In one of those perfect moments of serendipity, the historian Frank Snowden just launched his latest book, “Epidemics and Society: From the Black Death to the Present.” Although he did not know that his book would appear in the middle of a pandemic, it is very prescient.
In an interview with Yale News on April 8, Snowden explained that he sees a link between the environment and epidemics.
“The world we’ve created is so populous, and also so unregulated and greedy that we enormously invaded the habitat of wild animals,” Snowden said. “That is putting extraordinary pressure on them, so human beings are forcibly brought into contact with species that may be reservoirs of an extraordinary range of diseases that human populations have never en- countered before.”
For Snowden, epidemics are nature pushing back. It is as if the pandemic is the world’s way of judging the excess and greed of humans. As major predators, we are too dominant. The world needs to rebalance; our ecosystem needs adjusting. Humans are just too powerful, and nature is insisting that we stop our unbridled expansion.
In the Noah Story, the flood is God’s judgment on human sin. The phrase sin captures our propensities for egotistical indifference to all around us. And so the drama unfolds: God starts over. Working with the one righteous person on the planet, each species of animal is saved, and creation is renewed.
For those who see in this pandemic nature pushing back and judging human sin, we have a secular Noah Story. It is not divine judgment, but environmental judgment. Our inability to cooperate with nature is being exposed. We are being judged by nature for our sin.
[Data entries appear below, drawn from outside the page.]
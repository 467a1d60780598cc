//! Net Worth Report
//!
//! Account balances grouped by type, with assets, liabilities and net worth
//! in the base currency.

use std::collections::HashMap;
use std::io::Write;

use crate::config::Settings;
use crate::currency::CurrencyConverter;
use crate::error::{SpendwiseError, SpendwiseResult};
use crate::models::{AccountId, AccountKind, AccountType, Money};
use crate::services::AccountService;
use crate::storage::Storage;

/// One account's balance
#[derive(Debug, Clone)]
pub struct AccountBalance {
    pub account_id: AccountId,
    pub account_name: String,
    pub account_type: AccountType,
    /// Free-form grouping label (household member, business, ...)
    pub category: Option<String>,
    /// Balance as entered, in the account currency
    pub balance: Money,
    pub currency: String,
    /// Signed contribution to net worth in the base currency
    pub base_value: Money,
}

/// Accounts of one type
#[derive(Debug, Clone)]
pub struct AccountTypeGroup {
    pub account_type: AccountType,
    pub accounts: Vec<AccountBalance>,
    /// Sum of `base_value` over the group
    pub total: Money,
}

impl AccountTypeGroup {
    pub fn new(account_type: AccountType) -> Self {
        Self {
            account_type,
            accounts: Vec::new(),
            total: Money::zero(),
        }
    }

    pub fn add_account(&mut self, account: AccountBalance) {
        self.total += account.base_value;
        self.accounts.push(account);
    }
}

#[derive(Debug, Clone, PartialEq, Eq)]
pub struct NetWorthSummary {
    pub total_assets: Money,
    /// Amount owed, as a positive number
    pub total_liabilities: Money,
    pub net_worth: Money,
}

/// Net Worth Report
#[derive(Debug, Clone)]
pub struct NetWorthReport {
    pub base_currency: String,
    /// Assets first, then liabilities
    pub groups: Vec<AccountTypeGroup>,
    pub summary: NetWorthSummary,
    pub include_archived: bool,
}

impl NetWorthReport {
    pub fn generate(
        storage: &Storage,
        settings: &Settings,
        include_archived: bool,
    ) -> SpendwiseResult<Self> {
        let converter = CurrencyConverter::new(settings);
        let accounts = AccountService::new(storage).list(include_archived)?;

        let mut groups: HashMap<AccountType, AccountTypeGroup> = HashMap::new();
        let mut total_assets = Money::zero();
        let mut total_liabilities = Money::zero();

        for account in accounts {
            let base_value =
                converter.to_base(account.net_worth_contribution(), &account.currency)?;
            match account.kind() {
                AccountKind::Asset => total_assets += base_value,
                AccountKind::Liability => total_liabilities += base_value.abs(),
            }

            groups
                .entry(account.account_type)
                .or_insert_with(|| AccountTypeGroup::new(account.account_type))
                .add_account(AccountBalance {
                    account_id: account.id,
                    account_name: account.name.clone(),
                    account_type: account.account_type,
                    category: account.category.clone(),
                    balance: account.balance,
                    currency: account.currency.clone(),
                    base_value,
                });
        }

        let mut groups: Vec<_> = groups.into_values().collect();
        groups.sort_by_key(|g| account_type_sort_order(g.account_type));

        Ok(Self {
            base_currency: converter.base_currency().to_string(),
            groups,
            summary: NetWorthSummary {
                total_assets,
                total_liabilities,
                net_worth: total_assets - total_liabilities,
            },
            include_archived,
        })
    }

    pub fn account_count(&self) -> usize {
        self.groups.iter().map(|g| g.accounts.len()).sum()
    }

    /// Net worth per account category label; accounts without one are
    /// grouped under "Personal"
    pub fn by_account_category(&self) -> Vec<(String, Money)> {
        let mut totals: HashMap<String, Money> = HashMap::new();
        for account in self.groups.iter().flat_map(|g| &g.accounts) {
            let label = account
                .category
                .clone()
                .unwrap_or_else(|| "Personal".to_string());
            *totals.entry(label).or_default() += account.base_value;
        }
        let mut list: Vec<_> = totals.into_iter().collect();
        list.sort_by(|a, b| a.0.cmp(&b.0));
        list
    }

    pub fn format_terminal(&self) -> String {
        let mut output = String::new();

        output.push_str(&format!("Net Worth Report ({})\n", self.base_currency));
        output.push_str(&"=".repeat(60));
        output.push('\n');
        output.push_str(&format!(
            "Total Assets:      {:>15}\n",
            self.summary.total_assets
        ));
        output.push_str(&format!(
            "Total Liabilities: {:>15}\n",
            self.summary.total_liabilities
        ));
        output.push_str(&"-".repeat(35));
        output.push('\n');
        output.push_str(&format!(
            "Net Worth:         {:>15}\n\n",
            self.summary.net_worth
        ));

        output.push_str(&format!(
            "{:<30} {:>16} {:>12}\n",
            "Account", "Balance", "Value"
        ));
        output.push_str(&"-".repeat(60));
        output.push('\n');

        for group in &self.groups {
            output.push_str(&format!("\n{}\n", group.account_type.to_string().to_uppercase()));
            for account in &group.accounts {
                output.push_str(&format!(
                    "  {:<28} {:>16} {:>12}\n",
                    account.account_name,
                    account.balance.format_with_code(&account.currency),
                    account.base_value
                ));
            }
            output.push_str(&format!(
                "  {:<28} {:>16} {:>12}\n",
                "Subtotal:", "", group.total
            ));
        }
        output
    }

    pub fn export_csv<W: Write>(&self, writer: &mut W) -> SpendwiseResult<()> {
        let mut csv = csv::Writer::from_writer(writer);
        csv.write_record(["Account Type", "Account Name", "Balance", "Currency", "Value"])?;
        for group in &self.groups {
            for account in &group.accounts {
                csv.write_record([
                    group.account_type.to_string(),
                    account.account_name.clone(),
                    account.balance.to_string(),
                    account.currency.clone(),
                    account.base_value.to_string(),
                ])?;
            }
        }
        for (label, value) in [
            ("Total Assets", self.summary.total_assets),
            ("Total Liabilities", self.summary.total_liabilities),
            ("Net Worth", self.summary.net_worth),
        ] {
            csv.write_record([
                "SUMMARY".to_string(),
                label.to_string(),
                String::new(),
                self.base_currency.clone(),
                value.to_string(),
            ])?;
        }
        csv.flush()
            .map_err(|e| SpendwiseError::Export(e.to_string()))?;
        Ok(())
    }
}

/// Assets first, then liabilities
fn account_type_sort_order(account_type: AccountType) -> i32 {
    match account_type {
        AccountType::Checking => 0,
        AccountType::Savings => 1,
        AccountType::Cash => 2,
        AccountType::Investment => 3,
        AccountType::Property => 4,
        AccountType::Vehicle => 5,
        AccountType::Other => 6,
        AccountType::CreditCard => 10,
        AccountType::Loan => 11,
        AccountType::Mortgage => 12,
    }
}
It is always difficult to judge the significance of a historic moment while we are living through it. We do not know how this will end. We do not know how many people will be infected by COVID-19, nor the number of fatalities. We do not know if this will bring about enduring change or just be a temporary inconvenient season. We can only guess about the judgment of history on this moment.
However, engaging with contrasting narratives is helpful. A narrative that sees this pandemic as the judgment of nature deserves our attention.
It is one of many narratives out there: There is the narrative around the sin of globalization, that says we are too interconnected and it is not surprising that diseases travel effortlessly around the globe; there is a narrative that sees the pandemic as a reminder that utopian dreams are an indulgence and American capitalism needs to remain our focus; and so the narratives emerge. There is often partial truth in these narratives. We should pause and listen to these different perspectives and see what insights we can gain.
And so, I listen to our secular Noah narrative. There is a strand in the Christian tradition that has often seen judgment in terms of “self-inflicted judgment.” So, for example, it is not that God sends us to hell, but that a life lived without love at its core becomes a self-inflicted hell.
Understood in this way, there is wisdom in the secular Noah narrative. We are flattening the pandemic curve. Next we need to work on flattening the climate change curve. And we all need to become Noahs for our time – setting out to work in harmony with nature, not against it.
The writer is dean and president of Virginia Theological Seminary.